Xyza Cruz Bacani |
By Daisy CL Mandap
Twenty-three years on, and Xyza Cruz Bacani still remembers the time her mother left their home in the Philippines to work as a domestic helper in Singapore.
“I woke up one day and she was gone, just like that,” the celebrated migrant worker-turned photographer said at a forum on migrant workers’ plight held at the Hong Kong Arts Centre on Dec. 16.
For the then eight-year-old Xyza, her mother’s unexplained departure left a wound so deep it took decades before she could come around to understand that it was more an act of sacrifice than of abandonment.
It did not help that her father, a construction worker who came home only on weekends, made no effort either to explain why her mother, who had been working as a laundrywoman, had to leave.
So, at a very young age, Xyza was left alone to look after two siblings, one five-year-old, and another three.
“For an eight-year-old child, that was not easy to handle,” said Xyza. “I had to grow up fast, even if all I could do was cook noodles for my siblings.”
Another memory that stands out was when Xyza had her first monthly period, and not having any adult to explain to her what was happening, she assumed she was about to die. “So I went over to our neighbor and said, ‘I think I am dying.’’
Her resentment was cemented when, just a month after leaving home, Georgia sent home a picture of her smiling beside a Christmas tree, with several gifts lying around.
“She left in November then sent a picture in December of her surrounded by Christmas gifts. So I said, ‘I hate you!’ and that resentment built up over the years.”
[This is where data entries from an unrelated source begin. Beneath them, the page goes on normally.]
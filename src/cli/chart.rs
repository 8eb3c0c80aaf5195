use std::io::{self, Write};

use clap::Parser;
use roster::{DataDir, Store, domain::query::students_per_degree};
use tracing::instrument;

use super::terminal::{Colorize, terminal_width};

/// Bars never shrink below this many columns, even on narrow terminals.
const MIN_BAR: usize = 10;

const BAR: char = '█';

/// Command arguments for `school chart`.
#[derive(Debug, Parser)]
#[command(about = "Show the number of students per degree as a bar chart")]
pub struct Chart {
    /// Total width in columns, at most 65535 (default: terminal width).
    #[arg(long, value_name = "COLUMNS")]
    width: Option<u16>,
}

impl Chart {
    #[instrument(level = "debug", skip_all)]
    pub fn run(self, data: &DataDir) -> anyhow::Result<()> {
        let store = data.load()?;
        self.render(&store, &mut io::stdout().lock())?;
        Ok(())
    }

    pub fn render(&self, store: &Store, out: &mut impl Write) -> io::Result<()> {
        let counts = students_per_degree(store.catalog(), store.students());
        if counts.is_empty() {
            return writeln!(out, "{}", "No degrees in the catalog".dim());
        }

        let label_width = counts
            .iter()
            .map(|entry| entry.name.chars().count())
            .max()
            .unwrap_or(0);
        let count_width = counts
            .iter()
            .map(|entry| entry.count.to_string().len())
            .max()
            .unwrap_or(1);
        let max = counts.iter().map(|entry| entry.count).max().unwrap_or(0);

        let width = self.width.map_or_else(terminal_width, usize::from);
        let space = width
            .saturating_sub(label_width + count_width + 4)
            .max(MIN_BAR);

        for entry in &counts {
            let bar: String = std::iter::repeat_n(BAR, bar_len(entry.count, max, space)).collect();
            writeln!(
                out,
                "{:<label_width$}  {:>count_width$}  {}",
                entry.name,
                entry.count,
                bar.info()
            )?;
        }

        Ok(())
    }
}

/// Columns for a bar of `count` when `max` fills `space`.
///
/// Any non-zero count gets at least one column.
fn bar_len(count: usize, max: usize, space: usize) -> usize {
    if count == 0 || max == 0 {
        return 0;
    }
    ((count * space + max / 2) / max).max(1)
}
Little did she know that her mother was having her own problems, having been trafficked to Singapore and mistreated initially, until she found her way into the home of a rich and caring employer in Hong Kong, with whom she has been working for more than 20 years now.
Eleven years after her mother left home, Xyza decided to drop out of a nursing course, and work as a domestic helper for the same kindly employer, Kathryn Louey.
But Xyza says she was driven more by the desire to help send her younger brother and sister to school and not to be close to her mother.
“So when I came here I did not know my mother. I kept pushing her away,” she said.
It took three years before she saw how her mother had sacrificed through the years so their family would have a better life.
Xyza first noticed that her mother did not go out during her holidays, which she says could be a throwback to her first employment in Singapore, when she was not allowed to take a day off. Xyza also learned that during those difficult days, her mother was fed only noodles twice a day.
Georgia’s frugal and simple ways have persisted despite being in Hong Kong for two decades.
“Can you imagine being in Hong Kong for 20 years and not having gone into an MTR station, or a bank?”, Xyza, now a globe-trotting photographer, asked her audience.
“That’s when I realized she did not leave us. She has sacrificed a lot.”
One of the speakers at the forum, renowned journalist Sheila Coronel, academic dean of Columbia University’s Journalism School, tackled the ‘profound impact” of migration on the children left behind by the migrant workers.
She said a study shows that three million Filipino children have been left behind by migrant worker parents who have passed on much of the child-rearing to other people. Most affected by the separation are children 8-12 years of age, and its impact is felt more by boys.
Coronel said the Philippines’ labor export program was started as a stop-gap measure to help the country recover from the oil crisis in the 70s, but it has lasted for decades so that there are now second-generation migrant workers like Xyza.
The exodus has continued because remittances from Filipinos overseas remain as the country’s biggest source of much-needed dollars.
But despite the huge dollar earnings from overseas Filipinos, the Philippine government has failed to improve public education and health care.
“So in a way, the government is escaping responsibility for the most vulnerable sectors of the economy,” said Coronel.
Cynthia Abdon-Tellez, general manager of the Mission for Migrant Workers, spoke on how the Hong Kong government has also failed imported workers by enacting policies that diminish, rather than enhance, their rights.
Journalist Zoher Abdoolcarim served as moderator.
The forum was part of a series of activities held to launch Xyza’s book, “We Are Like Air,” and an accompanying photo exhibit. Xyza says the book’s title refer to migrant domestic workers who play an important role in society yet are often invisible.